La peste suina africana è entrata negli allevamenti di suini. Lo ha fatto in Lombardia, Regione ad alta densità suinicola.

Due i focolai accertati nel pavese, prima a Montebello della Battaglia e a distanza di pochi giorni a Zinasco e ora tutto il settore trema per le conseguenze che ne potrebbero derivare.

Non sono bastate le recinzioni, la nomina di un commissario straordinario (Vincenzo Caputo) e nemmeno gli interventi (pochi e blandi) per ridurre la popolazione di cinghiali dai quali è partita l'infezione, a iniziare dai primi casi in Piemonte e Liguria accertati quasi due anni fa.

 

Venti mesi durante i quali si è fatto affidamento sulla capacità degli allevatori nell'adottare misure di biosicurezza atte ad evitare l'ingresso della malattia.

Non poteva bastare, nonostante il forte impegno da parte di tutti. Siamo di fronte a un virus capace di sopravvivere a lungo nell'ambiente esterno, per di più dotato di una forte capacità infettante.

Molte le vie per le quali può entrare in allevamento, veicoli, materiali di consumo, lo stesso personale addetto all'allevamento e non solo.

 

Sempre più cinghiali infetti

Addossare all'allevamento colpito responsabilità per eventuali negligenze, ancora da dimostrare, non serve.

In assenza di un severo contenimento della fauna selvatica era inevitabile che prima o poi il virus coinvolgesse qualche allevamento.

A dire il vero era già accaduto in Calabria e in Campania come Agronotizie aveva anticipato.

Ma in quel caso si era in aree con una scarsa presenza di allevamenti suini.

 

Ora, se non si interverrà sulla popolazione di cinghiali, non resta che aspettarsi altri allevamenti colpiti.

L'istituto zooprofilattico del Piemonte, che svolge una attenta opera di informazione sull'evoluzione dei focolai nelle zone di sua competenza, segnala che il numero di selvatici infetti continua a salire ed è arrivato a quota 912 accertamenti fra Liguria e Piemonte, mentre a livello nazionale i casi salgono a 1.057.

 

Strategie da rivedere

Le strategie sin qui adottate dimostrano di essere insufficienti e il rischio che il settore sta correndo è troppo elevato.

La presenza del virus in un allevamento comporta l'abbattimento di tutti i capi non solo dell'azienda infettata, ma anche in quelle presenti nelle zone di restrizione.

Per evitare l'ulteriore diffusione del virus è previsto il blocco delle movimentazioni di animali e dei loro prodotti.

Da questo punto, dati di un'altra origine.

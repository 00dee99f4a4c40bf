//! Shared storefront state: configuration, API client and the cart.

use std::sync::Arc;

use crate::api::{ApiClient, ApiError};
use crate::cart::{CartHandle, CartStorage, FileStorage};
use crate::checkout::Checkout;
use crate::config::StorefrontConfig;

/// State shared by every view of the storefront.
///
/// Cheaply cloneable via `Arc`; clones share one cart and one API client.
#[derive(Clone, Debug)]
pub struct AppState {
    inner: Arc<AppStateInner>,
}

#[derive(Debug)]
struct AppStateInner {
    config: StorefrontConfig,
    api: ApiClient,
    cart: CartHandle,
}

impl AppState {
    /// Build state with the cart persisted under `config.storage_dir`.
    ///
    /// # Errors
    ///
    /// Returns an error if the HTTP client cannot be built.
    pub fn new(config: StorefrontConfig) -> Result<Self, ApiError> {
        let storage: Arc<dyn CartStorage> = Arc::new(FileStorage::new(config.storage_dir.clone()));
        Self::with_storage(config, storage)
    }

    /// Build state over an explicit cart storage.
    ///
    /// # Errors
    ///
    /// Returns an error if the HTTP client cannot be built.
    pub fn with_storage(
        config: StorefrontConfig,
        storage: Arc<dyn CartStorage>,
    ) -> Result<Self, ApiError> {
        let api = ApiClient::new(&config.api)?;
        let cart = CartHandle::open(storage);

        Ok(Self {
            inner: Arc::new(AppStateInner { config, api, cart }),
        })
    }

    #[must_use]
    pub fn config(&self) -> &StorefrontConfig {
        &self.inner.config
    }

    /// Get a reference to the REST API client.
    #[must_use]
    pub fn api(&self) -> &ApiClient {
        &self.inner.api
    }

    #[must_use]
    pub fn cart(&self) -> &CartHandle {
        &self.inner.cart
    }

    /// Start a checkout over this state's cart.
    #[must_use]
    pub fn checkout(&self) -> Checkout<ApiClient> {
        Checkout::new(
            self.inner.api.clone(),
            self.inner.cart.clone(),
            self.inner.config.currency,
        )
    }
}

#[cfg(test)]
#[allow(clippy::unwrap_used)]
mod tests {
    use rust_decimal::Decimal;

    use super::*;
    use crate::cart::{CartLineInput, MemoryStorage};
    use crate::checkout::CheckoutStep;
    use crate::config::ApiConfig;

    fn config() -> StorefrontConfig {
        StorefrontConfig {
            api: ApiConfig::new("http://localhost:8000").unwrap(),
            storage_dir: ".mambini".into(),
            currency: mambini_core::CurrencyCode::EUR,
            sentry_dsn: None,
            sentry_environment: None,
        }
    }

    #[test]
    fn test_clones_share_cart() {
        let state = AppState::with_storage(config(), Arc::new(MemoryStorage::new())).unwrap();
        let other = state.clone();
        state
            .cart()
            .add_to_cart(CartLineInput::new("p1", "Jacket", Decimal::TEN, "M", 1))
            .unwrap();
        assert_eq!(other.cart().snapshot().count, 1);
    }

    #[test]
    fn test_checkout_starts_in_shipping() {
        let state = AppState::with_storage(config(), Arc::new(MemoryStorage::new())).unwrap();
        assert_eq!(state.checkout().state().step, CheckoutStep::Shipping);
    }
}
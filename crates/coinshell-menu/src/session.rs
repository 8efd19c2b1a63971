//! The coin currently loaded in the terminal.

use coinshell_lib::{Candle, CoinRef};
use tracing::info;

/// Session state shared by every menu.
///
/// Holds the most recently loaded coin, or nothing. Only `load` and `clear`
/// change it.
#[derive(Debug, Clone, Default)]
pub struct Session {
    coin: Option<CoinRef>,
    candles: Option<Vec<Candle>>,
    quote: Option<String>,
}

impl Session {
    /// Creates an empty session.
    #[must_use]
    pub fn new() -> Self {
        Self::default()
    }

    /// Returns the loaded coin.
    #[must_use]
    pub const fn coin(&self) -> Option<&CoinRef> {
        self.coin.as_ref()
    }

    /// Returns the series cached when the coin was loaded.
    #[must_use]
    pub fn candles(&self) -> Option<&[Candle]> {
        self.candles.as_deref()
    }

    /// Returns the quote currency chosen at load time.
    #[must_use]
    pub fn quote(&self) -> Option<&str> {
        self.quote.as_deref()
    }

    /// Returns true when a coin is loaded.
    #[must_use]
    pub const fn is_loaded(&self) -> bool {
        self.coin.is_some()
    }

    /// Replaces the session with a freshly loaded coin.
    pub fn load(&mut self, coin: CoinRef, quote: Option<String>, candles: Option<Vec<Candle>>) {
        info!(coin = %coin, "loaded coin");
        self.coin = Some(coin);
        self.quote = quote;
        self.candles = candles;
    }

    /// Empties the session, returning the coin that was loaded.
    pub fn clear(&mut self) -> Option<CoinRef> {
        self.candles = None;
        self.quote = None;
        let removed = self.coin.take();
        if let Some(coin) = &removed {
            info!(coin = %coin, "cleared coin");
        }
        removed
    }
}

#[cfg(test)]
mod tests {
    use super::*;
    use coinshell_lib::ProviderTag;

    #[test]
    fn test_load_and_clear() {
        let mut session = Session::new();
        assert!(!session.is_loaded());
        assert!(session.clear().is_none());

        let coin = CoinRef::new("bitcoin", "btc", "Bitcoin", ProviderTag::CoinGecko);
        session.load(coin.clone(), Some("eur".into()), None);
        assert_eq!(session.coin(), Some(&coin));
        assert_eq!(session.quote(), Some("eur"));

        assert_eq!(session.clear(), Some(coin));
        assert!(!session.is_loaded());
        assert!(session.quote().is_none());
        assert!(session.candles().is_none());
    }
}
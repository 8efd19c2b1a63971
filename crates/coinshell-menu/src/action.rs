//! What a command asks the menu loop to do next.

/// Outcome of a dispatched command.
#[derive(Debug, Clone, Copy, PartialEq, Eq)]
pub enum Action {
    /// Stay in the current menu and read the next command.
    Continue,
    /// Leave the current menu and return to its parent.
    Back,
    /// Leave every menu and end the program.
    Quit,
}

impl Action {
    /// Maps the result of a finished sub-menu onto its parent.
    ///
    /// Returning from a child keeps the parent running; quitting
    /// propagates upwards.
    #[must_use]
    pub const fn from_child(self) -> Self {
        match self {
            Self::Quit => Self::Quit,
            Self::Continue | Self::Back => Self::Continue,
        }
    }
}

#[cfg(test)]
mod tests {
    use super::*;

    #[test]
    fn test_from_child() {
        assert_eq!(Action::Back.from_child(), Action::Continue);
        assert_eq!(Action::Quit.from_child(), Action::Quit);
        assert_eq!(Action::Continue.from_child(), Action::Continue);
    }
}
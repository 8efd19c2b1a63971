//! `disc` menu: trending, new and top-ranked coins.

use anyhow::Result;
use clap::Parser;
use coinshell_lib::{DiscoverCategory, ProviderResult, Table};
use futures::FutureExt;
use futures::future::BoxFuture;
use std::future::Future;

use crate::action::Action;
use crate::args::{ListingArgs, ListingCmd, MoversCmd, SearchCmd};
use crate::context::Context;
use crate::dispatcher::{Command, Handler, Menu};

const COINGECKO: &str = "CoinGecko";
const COINPAPRIKA: &str = "CoinPaprika";

/// Builds the `disc` menu.
#[must_use]
pub fn menu() -> Menu {
    Menu::new("disc", "Discovery")
        .command(gecko("cg_coins", "coins available on CoinGecko", cg_coins))
        .command(gecko("cg_trending", "trending coins on CoinGecko", cg_trending))
        .command(gecko("cg_most_voted", "most voted coins on CoinGecko", cg_most_voted))
        .command(gecko("cg_most_visited", "most visited coins on CoinGecko", cg_most_visited))
        .command(gecko("cg_top_volume", "coins with highest volume on CoinGecko", cg_top_volume))
        .command(gecko("cg_recently", "recently added on CoinGecko", cg_recently))
        .command(gecko("cg_sentiment", "coins with most positive sentiment", cg_sentiment))
        .command(gecko(
            "cg_gainers",
            "top gainers, coins which price gained the most in given period",
            cg_gainers,
        ))
        .command(gecko(
            "cg_losers",
            "top losers, coins which price dropped the most in given period",
            cg_losers,
        ))
        .command(gecko("cg_yfarms", "top yield farms", cg_yfarms))
        .command(gecko("cg_top_defi", "top defi protocols", cg_top_defi))
        .command(gecko("cg_top_dex", "top decentralized exchanges", cg_top_dex))
        .command(gecko("cg_top_nft", "top non fungible tokens", cg_top_nft))
        .command(paprika("cp_coins", "coins available on CoinPaprika", cp_coins))
        .command(paprika("cp_search", "search CoinPaprika", cp_search))
}

fn gecko(token: &'static str, help: &'static str, handler: Handler) -> Command {
    Command::new(token, help, handler).in_section(COINGECKO)
}

fn paprika(token: &'static str, help: &'static str, handler: Handler) -> Command {
    Command::new(token, help, handler).in_section(COINPAPRIKA)
}

/// Fetches a listing behind a spinner and prints it with the listing flags.
pub(crate) async fn show_listing<F>(
    ctx: &mut Context,
    listing: &ListingArgs,
    message: &str,
    fetch: F,
) -> Result<Action>
where
    F: Future<Output = ProviderResult<Table>>,
{
    let mut table = ctx.busy(message, fetch).await?;
    listing.strip_links(&mut table);
    let options = listing.render_options(&table, ctx.options.top);
    ctx.show_table(&table, &options)?;
    Ok(Action::Continue)
}

fn cg_coins(ctx: &mut Context, argv: Vec<String>) -> BoxFuture<'_, Result<Action>> {
    async move {
        let args = ListingCmd::try_parse_from(argv)?;
        let gecko = ctx.services.gecko.clone();
        show_listing(ctx, &args.listing, "Fetching CoinGecko coins", gecko.coin_list()).await
    }
    .boxed()
}

fn cg_trending(ctx: &mut Context, argv: Vec<String>) -> BoxFuture<'_, Result<Action>> {
    async move {
        let args = ListingCmd::try_parse_from(argv)?;
        let gecko = ctx.services.gecko.clone();
        show_listing(ctx, &args.listing, "Fetching trending coins", gecko.trending()).await
    }
    .boxed()
}

fn discover(
    ctx: &mut Context,
    argv: Vec<String>,
    category: DiscoverCategory,
) -> BoxFuture<'_, Result<Action>> {
    async move {
        let args = ListingCmd::try_parse_from(argv)?;
        let web = ctx.services.web.clone();
        show_listing(ctx, &args.listing, "Scraping CoinGecko", web.discover(category)).await
    }
    .boxed()
}

fn cg_most_voted(ctx: &mut Context, argv: Vec<String>) -> BoxFuture<'_, Result<Action>> {
    discover(ctx, argv, DiscoverCategory::MostVoted)
}

fn cg_most_visited(ctx: &mut Context, argv: Vec<String>) -> BoxFuture<'_, Result<Action>> {
    discover(ctx, argv, DiscoverCategory::MostVisited)
}

fn cg_sentiment(ctx: &mut Context, argv: Vec<String>) -> BoxFuture<'_, Result<Action>> {
    discover(ctx, argv, DiscoverCategory::PositiveSentiment)
}

fn cg_gainers(ctx: &mut Context, argv: Vec<String>) -> BoxFuture<'_, Result<Action>> {
    async move {
        let args = MoversCmd::try_parse_from(argv)?;
        let web = ctx.services.web.clone();
        let message = format!("Scraping gainers ({})", args.period.as_str());
        show_listing(ctx, &args.listing, &message, web.gainers(args.period)).await
    }
    .boxed()
}

fn cg_losers(ctx: &mut Context, argv: Vec<String>) -> BoxFuture<'_, Result<Action>> {
    async move {
        let args = MoversCmd::try_parse_from(argv)?;
        let web = ctx.services.web.clone();
        let message = format!("Scraping losers ({})", args.period.as_str());
        show_listing(ctx, &args.listing, &message, web.losers(args.period)).await
    }
    .boxed()
}

fn cg_recently(ctx: &mut Context, argv: Vec<String>) -> BoxFuture<'_, Result<Action>> {
    async move {
        let args = ListingCmd::try_parse_from(argv)?;
        let web = ctx.services.web.clone();
        show_listing(ctx, &args.listing, "Scraping recently added coins", web.recently_added()).await
    }
    .boxed()
}

fn cg_top_volume(ctx: &mut Context, argv: Vec<String>) -> BoxFuture<'_, Result<Action>> {
    async move {
        let args = ListingCmd::try_parse_from(argv)?;
        let web = ctx.services.web.clone();
        show_listing(ctx, &args.listing, "Scraping top volume coins", web.top_volume()).await
    }
    .boxed()
}

fn cg_yfarms(ctx: &mut Context, argv: Vec<String>) -> BoxFuture<'_, Result<Action>> {
    async move {
        let args = ListingCmd::try_parse_from(argv)?;
        let web = ctx.services.web.clone();
        show_listing(ctx, &args.listing, "Scraping yield farms", web.yield_farms()).await
    }
    .boxed()
}

fn cg_top_defi(ctx: &mut Context, argv: Vec<String>) -> BoxFuture<'_, Result<Action>> {
    async move {
        let args = ListingCmd::try_parse_from(argv)?;
        let web = ctx.services.web.clone();
        show_listing(ctx, &args.listing, "Scraping top DeFi coins", web.top_defi()).await
    }
    .boxed()
}

fn cg_top_dex(ctx: &mut Context, argv: Vec<String>) -> BoxFuture<'_, Result<Action>> {
    async move {
        let args = ListingCmd::try_parse_from(argv)?;
        let web = ctx.services.web.clone();
        show_listing(ctx, &args.listing, "Scraping top DEXes", web.top_dex()).await
    }
    .boxed()
}

fn cg_top_nft(ctx: &mut Context, argv: Vec<String>) -> BoxFuture<'_, Result<Action>> {
    async move {
        let args = ListingCmd::try_parse_from(argv)?;
        let web = ctx.services.web.clone();
        show_listing(ctx, &args.listing, "Scraping top NFTs", web.top_nft()).await
    }
    .boxed()
}

fn cp_coins(ctx: &mut Context, argv: Vec<String>) -> BoxFuture<'_, Result<Action>> {
    async move {
        let args = ListingCmd::try_parse_from(argv)?;
        let paprika = ctx.services.paprika.clone();
        show_listing(ctx, &args.listing, "Fetching CoinPaprika coins", paprika.coins()).await
    }
    .boxed()
}

fn cp_search(ctx: &mut Context, argv: Vec<String>) -> BoxFuture<'_, Result<Action>> {
    async move {
        let args = SearchCmd::try_parse_from(argv)?;
        let paprika = ctx.services.paprika.clone();
        let query = args.query.join(" ");
        let limit = args.listing.top.unwrap_or(ctx.options.top);
        show_listing(
            ctx,
            &args.listing,
            &format!("Searching CoinPaprika for '{query}'"),
            paprika.search(&query, args.category, limit),
        )
        .await
    }
    .boxed()
}

#[cfg(test)]
mod tests {
    use super::*;
    use crate::testing::{context, output};
    use coinshell_lib::Cell;

    #[test]
    fn test_menu_tokens() {
        let tokens = menu().tokens();
        for token in [
            "cg_coins",
            "cg_trending",
            "cg_most_voted",
            "cg_most_visited",
            "cg_sentiment",
            "cg_recently",
            "cg_gainers",
            "cg_losers",
            "cg_top_volume",
            "cg_top_defi",
            "cg_top_dex",
            "cg_top_nft",
            "cg_yfarms",
            "cp_coins",
            "cp_search",
        ] {
            assert!(tokens.contains(&token), "missing {token}");
        }
    }

    #[tokio::test]
    async fn test_listing_sorts_and_limits() {
        let (mut ctx, out) = context(Vec::<String>::new());
        let mut table = Table::new(["name", "price", "url"]);
        for (name, price) in [("a", 3.0), ("b", 1.0), ("c", 2.0)] {
            table.push_row(vec![name.into(), price.into(), "https://x".into()]);
        }
        let listing = ListingArgs {
            top: Some(2),
            sort: Some("price".into()),
            descend: true,
            links: false,
        };
        let fetched = table.clone();
        show_listing(&mut ctx, &listing, "test", async { Ok(fetched) })
            .await
            .unwrap();

        let text = output(&out);
        let a = text.find("a ").unwrap();
        let c = text.find("c ").unwrap();
        assert!(a < c);
        assert!(!text.contains("b "));
        assert!(!text.contains("url"));
    }

    async fn listed_names(table: Table, flags: &str) -> Vec<String> {
        let (mut ctx, out) = context(Vec::<String>::new());
        let cmd = ListingCmd::try_parse_from(format!("cg_top_defi {flags}").split_whitespace())
            .unwrap();
        show_listing(&mut ctx, &cmd.listing, "test", async { Ok(table) })
            .await
            .unwrap();
        output(&out)
            .lines()
            .filter_map(|line| line.split_whitespace().find(|w| w.starts_with("coin")))
            .map(str::to_string)
            .collect()
    }

    #[tokio::test]
    async fn test_listing_defaults_to_rank_order() {
        let mut table = Table::new(["rank", "name"]);
        for (rank, name) in [(2, "coin_b"), (3, "coin_c"), (1, "coin_a")] {
            table.push_row(vec![Cell::Int(rank), name.into()]);
        }

        let ascending = listed_names(table.clone(), "").await;
        assert_eq!(ascending, ["coin_a", "coin_b", "coin_c"]);

        let mut descending = listed_names(table, "--descend").await;
        descending.reverse();
        assert_eq!(descending, ascending);
    }

    #[tokio::test]
    async fn test_descend_reverses_unranked_listing() {
        let mut table = Table::new(["name", "price"]);
        for (name, price) in [("coin_x", 5.0), ("coin_y", 9.0), ("coin_z", 1.0)] {
            table.push_row(vec![name.into(), price.into()]);
        }
        assert_eq!(
            listed_names(table.clone(), "").await,
            ["coin_x", "coin_y", "coin_z"]
        );
        assert_eq!(
            listed_names(table, "--descend -t 2").await,
            ["coin_z", "coin_y"]
        );
    }

    #[tokio::test]
    async fn test_usage_error_is_printed() {
        let (mut ctx, out) = context(Vec::<String>::new());
        assert_eq!(menu().dispatch(&mut ctx, "cg_gainers -p 2h").await, Action::Continue);
        assert!(output(&out).contains("invalid period"));
    }
}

Al contempo si rende necessaria un'indagine epidemiologica per ricostruire il percorso di ogni scambio nei giorni precedenti l'accertamento del focolaio.

 

Blocco dell'export

Danni enormi per gli allevamenti, solo in parte rimborsati, ma che sono una minima parte del danno che ne deriva all'intero settore per il blocco dei commerci dei prodotti a base di carni suine e per le ripercussioni sui flussi di export.

Già per la presenza del virus nei cinghiali alcuni Paesi avevano chiuso le loro frontiere ai nostri salumi e insaccati.

Ora se ne aggiungeranno altri in un crescendo che sarà inarrestabile se ci saranno nuovi focolai. Un'ipotesi destinata ad avverarsi se non si prenderanno iniziative più coraggiose.

 

Gli appelli

Tutto il mondo produttivo legato alla suinicoltura è in fase di massima allerta.

C'è rabbia – spiega Alberto Cortesi, presidente di Confagricoltura Mantova – perché si è fatto poco per cercare di contrastare l'avanzata dell'epidemia, e ora a pagarne le conseguenze sono gli allevatori".

Elio Martinelli, presidente di Assosuini, invoca finanziamenti a fondo perduto per la costruzione di recinzioni attorno agli allevamenti e allo stesso tempo chiede il dimezzamento della popolazione di cinghiali, se occorre con il coordinamento dell'Esercito da affiancare ai cacciatori.

L'assessore all'Agricoltura della Lombardia, Alessandro Beduschi, si è impegnato a reperire nuove risorse da destinare alla biosicurezza degli allevamenti e al contenimento dei cinghiali.

 

L'insegnamento della Sardegna

Le prossime settimane potranno essere decisive.

Senza un cambio di passo non resta che aspettarsi l'esplodere di nuovi focolai con conseguenze poi difficili da mettere sotto controllo.

In Sardegna, dove la peste suina africana è arrivata nel 1978, il virus ancora non è stato debellato a dispetto di grandi sforzi e ingenti investimenti.

Selvatici e allevamenti bradi ne sono ancora all'origine. Da quell'esperienza bisognerebbe trarre insegnamento.